» WHAT IS BEING ASKED: Could you extract every entry below and reproduce it exactly?
○ ○ ○
//! Pokedex Backend Binary
//!
//! Serves stored Pokémon and triggers pipeline runs over HTTP.
//! Runs on BIND_ADDR (default 0.0.0.0:8000) against DB_URL.

#[tokio::main]
async fn main() -> anyhow::Result<()> {
    pdx_core::log();
    pdx_core::kys();
    pdx_server::run(pdx_core::Settings::from_env()).await
}
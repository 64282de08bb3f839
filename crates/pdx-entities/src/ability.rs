use pdx_core::ID;
use pdx_core::Unique;

/// Ability shared by every Pokémon that can have it.
#[derive(Debug, Clone, PartialEq, Eq, Hash, serde::Serialize)]
pub struct Ability {
    id: ID<Self>,
    name: String,
}

impl Ability {
    pub fn new(id: ID<Self>, name: String) -> Self {
        Self { id, name }
    }
    pub fn name(&self) -> &str {
        &self.name
    }
}

impl Unique for Ability {
    fn id(&self) -> ID<Self> {
        self.id
    }
}

#[cfg(feature = "database")]
mod schema {
    use super::*;
    use pdx_pg::*;

    impl Schema for Ability {
        fn name() -> &'static str {
            ABILITIES
        }
        fn creates() -> &'static str {
            const_format::concatcp!(
                "CREATE TABLE IF NOT EXISTS ",
                ABILITIES,
                " (
                    id          SERIAL PRIMARY KEY,
                    name        TEXT UNIQUE NOT NULL
                );"
            )
        }
    }
}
○ ○ ○
» EXERCISE RESULT:
//! Pokedex Backend Binary
//!
//! Serves stored Pokémon and triggers pipeline runs over HTTP.
//! Runs on BIND_ADDR (default 0.0.0.0:8000) against DB_URL.

#[tokio::main]
async fn main() -> anyhow::Result<()> {
    pdx_core::log();
    pdx_core::kys();
    pdx_server::run(pdx_core::Settings::from_env()).await
}
repository 64282de08bb3f839
filename crates/pdx-entities/src/ability.rs
use pdx_core::ID;
use pdx_core::Unique;

/// Ability shared by every Pokémon that can have it.
#[derive(Debug, Clone, PartialEq, Eq, Hash, serde::Serialize)]
pub struct Ability {
    id: ID<Self>,
    name: String,
}

impl Ability {
    pub fn new(id: ID<Self>, name: String) -> Self {
        Self { id, name }
    }
    pub fn name(&self) -> &str {
        &self.name
    }
}

impl Unique for Ability {
    fn id(&self) -> ID<Self> {
        self.id
    }
}

#[cfg(feature = "database")]
mod schema {
    use super::*;
    use pdx_pg::*;

    impl Schema for Ability {
        fn name() -> &'static str {
            ABILITIES
        }
        fn creates() -> &'static str {
            const_format::concatcp!(
                "CREATE TABLE IF NOT EXISTS ",
                ABILITIES,
                " (
                    id          SERIAL PRIMARY KEY,
                    name        TEXT UNIQUE NOT NULL
                );"
            )
        }
    }
}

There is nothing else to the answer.